Also important to note–because I am not about to get into the issue of comparing circumstances, and I have no desire to be taken as moving towards that issue at all–is the more-pronounced-than-usual whiteness of the Congress this time around. There was a boycott of it by a number of scholars, and I am sympathetic to it. (I was also not as aware of it as I perhaps should have been, for which I apologize.) What I read of the comments about it going into the Congress (which is less than I likely ought to have done, for which I apologize) suggested that one thing I could do to demonstrate support was to call attention to the issue in my own panels–and I believe I did so. In a business meeting I chaired, as well as in my paper presentation, I made explicit the need to do better with such things. For example, the conclusion of my presented paper:

Further study of other religious practices at work in medieval Europe than those commonly associated with medievalist tropes would also seem to be warranted, particularly as concerns depictions of in-milieu disadvantaged populations and their correspondences with real-world counterparts and analogues. Entirely too little has been done in that vein, with putatively mainstream audiences focusing more on themselves and those like them than upon respectful examination and appreciation of difference, and it has allowed rhetorics of ignorant hate to flourish entirely too much. It falls to further work on this project, and on any project, to work against such things with all possible vigor; I can hope that refinements to the current paper will serve that end.

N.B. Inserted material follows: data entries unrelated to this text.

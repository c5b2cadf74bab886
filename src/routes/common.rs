//! Common routes: health, readiness (database + registry), version.

use crate::state::AppState;
use axum::{extract::State, routing::get, Json, Router};
use serde::Serialize;

#[derive(Serialize)]
struct HealthBody {
    status: &'static str,
}

#[derive(Serialize)]
struct ReadyBody {
    status: &'static str,
    #[serde(skip_serializing_if = "Option::is_none")]
    database: Option<&'static str>,
    /// Count of registered resources serving under the entity routes.
    resources: usize,
}

async fn health() -> Json<HealthBody> {
    Json(HealthBody { status: "ok" })
}

async fn ready(
    State(state): State<AppState>,
) -> Result<Json<ReadyBody>, (axum::http::StatusCode, Json<ReadyBody>)> {
    let resources = state.registry.len();
    if sqlx::query("SELECT 1").fetch_optional(&state.pool).await.is_err() {
        return Err((
            axum::http::StatusCode::SERVICE_UNAVAILABLE,
            Json(ReadyBody {
                status: "degraded",
                database: Some("unavailable"),
                resources,
            }),
        ));
    }
    Ok(Json(ReadyBody {
        status: "ok",
        database: Some("ok"),
        resources,
    }))
}

async fn version() -> Json<serde_json::Value> {
    Json(serde_json::json!({
        "name": env!("CARGO_PKG_NAME"),
        "version": env!("CARGO_PKG_VERSION")
    }))
}

async fn version_with_resources(State(state): State<AppState>) -> Json<serde_json::Value> {
    Json(serde_json::json!({
        "name": env!("CARGO_PKG_NAME"),
        "version": env!("CARGO_PKG_VERSION"),
        "resources": state.registry.path_segments(),
    }))
}

/// Stateless routes: GET /health, GET /version.
pub fn common_routes() -> Router {
    Router::new()
        .route("/health", get(health))
        .route("/version", get(version))
}

/// Common routes including readiness with a database check; /version also
/// lists the registered resource segments.
pub fn common_routes_with_ready(state: AppState) -> Router {
    Router::new()
        .route("/health", get(health))
        .route("/ready", get(ready))
        .route("/version", get(version_with_resources))
        .with_state(state)
}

I acknowledge that my backgrounds in racial and ethnic studies, in feminist studies, in gender studies more broadly, and in disability studies, as well as in many other areas of inquiry, are not as robust as could be imagined or hoped. The positions from which I have approached academe have shaped me in ways that have highlighted other issues that intersect with such fields but are not congruent with them, and I know I have had the privilege of looking at other things. I do not claim to have any particular expertise in them. But I can apply the expertise I have to at least point out the gaps in itself; I can refuse to pretend that my inexpertise with a thing means the thing is not worth expertise. No few humanities scholars complain of those outside the academic humanities ignoring the broad field because they do not work within it; how many of them will do the same thing with smaller areas of inquiry closer to them? I, at least, will try not to do so.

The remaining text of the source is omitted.